Someday, WALC students will be able to fund their own scholarships through the work of adding value to products that come from the cloud forest region.
CCFC interns from the local natural resources school experimenting in canning fruit.
Peaches and peach jam. A great example of adding value to product.
WALC students add value to naranjilla fruit by making jam. If a batch of jam doesn’t set up, it makes a great fruit drink concentrate and is enjoyed by WALC students during the 25 day workshop. Naranjilla jam that does set up is sold through CCFC.
Kids & Birds students make fruit drink from the naranjilla fruit. In 2015 and 2016 Kids & Birds students took naranjilla seeds back to their schools and established seed beds for propagation thus multiplying the gift.

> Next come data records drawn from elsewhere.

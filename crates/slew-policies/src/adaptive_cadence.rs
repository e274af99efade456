//! Adaptive-cadence per-class policy.
//!
//! Like [`FixedCadence`](crate::FixedCadence), but each cadence also
//! carries a campaign goal. The interval used is
//! `min(base, (campaign_end - last_obs) / (goal - obs_so_far))`, so a
//! target that falls behind its goal is sampled faster, and one that is
//! on track keeps its base cadence. Once the goal is met the target
//! scores [`Priority::NEVER`](slew_core::Priority::NEVER).

use crate::cadence::{adaptive_schedule, time_until_next_score};
use slew_core::{PolicyError, Priority};
use slew_policy::{PriorityPolicy, ScoreContext};

/// Regular spacing that tightens to catch up with a campaign goal.
///
/// Fails with [`PolicyError::UnknownTargetType`] for unclassified targets.
#[derive(Clone, Copy, Debug, Default)]
pub struct AdaptiveCadence;

impl AdaptiveCadence {
    /// Create the policy.
    pub fn new() -> Self {
        Self
    }
}

impl PriorityPolicy for AdaptiveCadence {
    fn name(&self) -> &str {
        "AdaptiveCadence"
    }

    fn uses_class(&self) -> bool {
        true
    }

    fn score(&self, ctx: &mut ScoreContext<'_>) -> Result<Priority, PolicyError> {
        time_until_next_score(adaptive_schedule, ctx)
    }
}

#[cfg(test)]
mod tests {
    use super::*;
    use crate::cadence::{Interval, Phase};
    use proptest::prelude::*;
    use slew_core::{Target, TargetClass, TargetId, DAY, HOUR};
    use slew_test_utils::{classified_target, sensor_at, with_context, FixedDraw};

    fn score(target: &Target, now: f64) -> Result<Priority, PolicyError> {
        let sensor = sensor_at(0.0, now);
        let mut draw = FixedDraw::constant(0.5);
        with_context(target, &sensor, &mut draw, |ctx| AdaptiveCadence.score(ctx))
    }

    fn history(n: usize, last: f64) -> Vec<f64> {
        vec![last; n]
    }

    #[test]
    fn unobserved_scores_time_past_window_start() {
        for class in TargetClass::ALL {
            let target = classified_target(class, DAY, &[]);
            assert_eq!(score(&target, 0.0), Ok(Priority(-DAY)));
        }
    }

    #[test]
    fn unclassified_target_fails() {
        let target = Target::builder(TargetId(4)).obs_times(vec![0.0]).build().unwrap();
        assert_eq!(
            score(&target, 0.0),
            Err(PolicyError::UnknownTargetType {
                target: TargetId(4)
            })
        );
    }

    #[test]
    fn on_track_target_keeps_base_interval() {
        // AGN_low: 719 remaining over 90 days is slower than 3h.
        let target = classified_target(TargetClass::AgnLow, 0.0, &[0.0]);
        assert_eq!(score(&target, 3.0 * HOUR), Ok(Priority(0.0)));
    }

    #[test]
    fn lagging_target_tightens_interval() {
        let last = 89.0 * DAY;
        let target = classified_target(TargetClass::AgnLow, 0.0, &[last]);
        let adaptive = (90.0 * DAY - last) / 719.0;
        assert!(adaptive < 3.0 * HOUR);
        assert_eq!(score(&target, last), Ok(Priority(-(last + adaptive - last))));
    }

    #[test]
    fn goal_met_scores_never() {
        let last = 10.0 * DAY;
        let target = classified_target(TargetClass::Sne, 0.0, &history(24, last));
        assert_eq!(score(&target, 30.0 * DAY), Ok(Priority::NEVER));

        let over = classified_target(TargetClass::Sne, 0.0, &history(30, last));
        assert_eq!(score(&over, last + 2.5 * DAY), Ok(Priority::NEVER));

        let agn = classified_target(TargetClass::AgnLow, 0.0, &history(720, last));
        assert_eq!(score(&agn, last + 3.0 * HOUR), Ok(Priority::NEVER));

        let too = classified_target(
            TargetClass::Too,
            0.0,
            &[0.0, DAY, 2.0 * DAY, 8.0 * DAY, 13.0 * DAY],
        );
        assert_eq!(score(&too, 16.0 * DAY), Ok(Priority::NEVER));
    }

    #[test]
    fn one_short_of_goal_still_scores() {
        let last = 10.0 * DAY;
        let target = classified_target(TargetClass::Sne, 0.0, &history(23, last));
        assert!(!score(&target, 30.0 * DAY).unwrap().is_never());
    }

    #[test]
    fn sne_cc_ramp_goal_met_is_never_until_steady() {
        let target = classified_target(TargetClass::SneCc, 0.0, &history(20, DAY));
        assert_eq!(score(&target, 2.0 * DAY), Ok(Priority::NEVER));
        // Steady campaign: 10 of 30 remaining, base 1.1 days wins.
        assert_eq!(
            score(&target, 3.0 * DAY),
            Ok(Priority(-(DAY + 11.0 * DAY / 10.0 - 3.0 * DAY)))
        );
    }

    #[test]
    fn sne_cc_ramp_catches_up_near_phase_end() {
        let last = 2.9 * DAY;
        let target = classified_target(TargetClass::SneCc, 0.0, &[last]);
        let adaptive = (3.0 * DAY - last) / 19.0;
        assert!(adaptive < 3.0 * DAY / 20.0);
        assert_eq!(score(&target, last), Ok(Priority(-(last + adaptive - last))));
    }

    #[test]
    fn sne_cc_steady_phase_uses_two_week_campaign() {
        let last = 4.0 * DAY;
        let target = classified_target(TargetClass::SneCc, 0.0, &history(25, last));
        // 5 remaining over 10 days -> 2 days, base 1.1 days wins.
        assert_eq!(
            score(&target, last),
            Ok(Priority(-(11.0 * DAY / 10.0)))
        );
        let late = 13.0 * DAY;
        let lagging = classified_target(TargetClass::SneCc, 0.0, &history(25, late));
        // 5 remaining over 1 day.
        assert_eq!(score(&lagging, late), Ok(Priority(-(DAY / 5.0))));
    }

    #[test]
    fn too_phases_follow_observation_count() {
        let ramp = classified_target(TargetClass::Too, 0.0, &[0.0, 2.5 * DAY]);
        // 1 remaining, half a day left in the 3-day ramp.
        assert_eq!(score(&ramp, 2.5 * DAY), Ok(Priority(-(DAY / 2.0))));

        let steady = classified_target(TargetClass::Too, 0.0, &[0.0, DAY, 2.0 * DAY]);
        assert_eq!(score(&steady, 2.0 * DAY), Ok(Priority(-(5.5 * DAY))));

        let lagging = classified_target(TargetClass::Too, 0.0, &[0.0, DAY, 2.0 * DAY, 12.0 * DAY]);
        assert_eq!(score(&lagging, 12.0 * DAY), Ok(Priority(-(2.0 * DAY))));
    }

    #[test]
    fn campaign_over_grows_more_overdue() {
        // Campaign ended 40 days before the last observation, 23 remaining.
        let last = 100.0 * DAY;
        let target = classified_target(TargetClass::Sne, 0.0, &[last]);
        let adaptive = (60.0 * DAY - last) / 23.0;
        assert_eq!(score(&target, last), Ok(Priority(-(last + adaptive - last))));
        assert!(score(&target, last).unwrap().value() > 0.0);
    }

    #[test]
    fn sne_sed_never_after_two() {
        let target = classified_target(TargetClass::SneSed, 0.0, &[1.0, 2.0]);
        assert_eq!(score(&target, 3.0), Ok(Priority::NEVER));
        assert_eq!(score(&target, 1e9), Ok(Priority::NEVER));
    }

    proptest! {
        #[test]
        fn effective_interval_never_exceeds_base(
            class_idx in 0usize..7,
            n in 1usize..40,
            last in 0.0f64..1e8,
            ahead in 0.0f64..1e7,
        ) {
            let class = TargetClass::ALL[class_idx];
            let target = classified_target(class, 0.0, &history(n, last));
            let now = last + ahead;
            let schedule = adaptive_schedule(class);
            let phase = schedule.phase(&target, now);
            match (schedule.interval(&target, last, now), schedule.cadence(phase)) {
                (Interval::After(interval), Some(cadence)) => {
                    prop_assert!(interval <= cadence.base_interval);
                }
                (Interval::After(interval), None) => {
                    prop_assert_eq!(phase, Phase::Ramp);
                    prop_assert_eq!(interval, 0.0);
                }
                (Interval::Never, Some(cadence)) => prop_assert!(cadence.goal_met(n)),
                (Interval::Never, None) => prop_assert_eq!(class, TargetClass::SneSed),
            }
        }

        #[test]
        fn strictly_increasing_in_now(
            class_idx in 0usize..4,
            n in 1usize..24,
            last in 0.0f64..1e7,
            now in 0.0f64..1e7,
            step in 1.0f64..1e6,
        ) {
            // Below every single-cadence goal.
            let class = TargetClass::ALL[class_idx];
            let target = classified_target(class, 0.0, &history(n, last));
            let a = score(&target, now).unwrap();
            let b = score(&target, now + step).unwrap();
            prop_assert!(b > a);
        }

        #[test]
        fn sne_cc_increasing_within_ramp(
            n in 1usize..20,
            last in 0.0f64..3.0 * DAY,
            now in 0.0f64..2.0 * DAY,
            step in 1.0f64..DAY - 1.0,
        ) {
            let target = classified_target(TargetClass::SneCc, 0.0, &history(n, last));
            let a = score(&target, now).unwrap();
            let b = score(&target, now + step).unwrap();
            prop_assert!(b > a);
        }

        #[test]
        fn sne_cc_increasing_within_steady(
            n in 1usize..30,
            last in 0.0f64..1e7,
            now in 3.0 * DAY..1e7,
            step in 1.0f64..1e6,
        ) {
            let target = classified_target(TargetClass::SneCc, 0.0, &history(n, last));
            let a = score(&target, now).unwrap();
            let b = score(&target, now + step).unwrap();
            prop_assert!(b > a);
        }

        #[test]
        fn too_increasing_with_fixed_count(
            n in 1usize..5,
            last in 0.0f64..1e7,
            now in 0.0f64..1e7,
            step in 1.0f64..1e6,
        ) {
            // Count below 3 stays in ramp, 3 or 4 in steady.
            let target = classified_target(TargetClass::Too, 0.0, &history(n, last));
            let a = score(&target, now).unwrap();
            let b = score(&target, now + step).unwrap();
            prop_assert!(b > a);
        }

        #[test]
        fn scores_are_finite_or_never(
            class_idx in 0usize..7,
            n in 0usize..40,
            last in 0.0f64..1e8,
            now in 0.0f64..1e8,
        ) {
            let class = TargetClass::ALL[class_idx];
            let target = classified_target(class, 0.0, &history(n, last));
            let p = score(&target, now).unwrap();
            prop_assert!(p.value().is_finite());
        }
    }
}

An Example of Cloud Forest Products and Value Adding
This is CCFC’s friend Vicente and his devastating deforestation.
Vicente is a subsistence farmer. He grows corn and eats it. He has no income from his corn crops, just corn and beans.
Several years ago, Vicente started to harvest berries from the a cloud forest tree related to the bayberry.
This is Vicente with one of the trees that he harvests for the candle wax.
The berries look like this. (photo by Peter Cahill)
This is Vicente selling his candle wax.
Cloud Forest Product: candle wax from a species of small tree in the same genus as the bayberry. Vicente of San Antonio de las Puertas sells this product to CCFC. Vicente is paid a fair trade price through direct market access. Since this is an alternative crop for Vicente it is a step toward crop diversification and income generation. Vicente and the cloud forest are both better off for it.
WALC students learn to make candles. This value adding translates into income directly to the WALC program making it possible for WALC to provide these young women with scholarships to continue on in school.
WALC supporters buy these cloud forest candles. Vicente gets is fair trade price on his wax. WALC students get to learn to make candles and receive a scholarship. WALC supporters are happy to have access to candles of such quality and story.
For a new idea to take hold and for a new practice to be sustainable it has to be economically viable. If farmers can make money using a new technique, that technique has a better chance of catching on. (It’s not a guarantee of success however.) The logic behind Cloud Forest Products is create the direct market access link.
Cloud Forest Products provides farmers in remote, rural villages direct access to markets. This gives a chance for new crops to get established both in production and in the market place.
The logic behind On-site Value Adding is to both create an educational and productive activity for students that is applicable in their village context and to make CCFC’s programs more financially self-sufficient.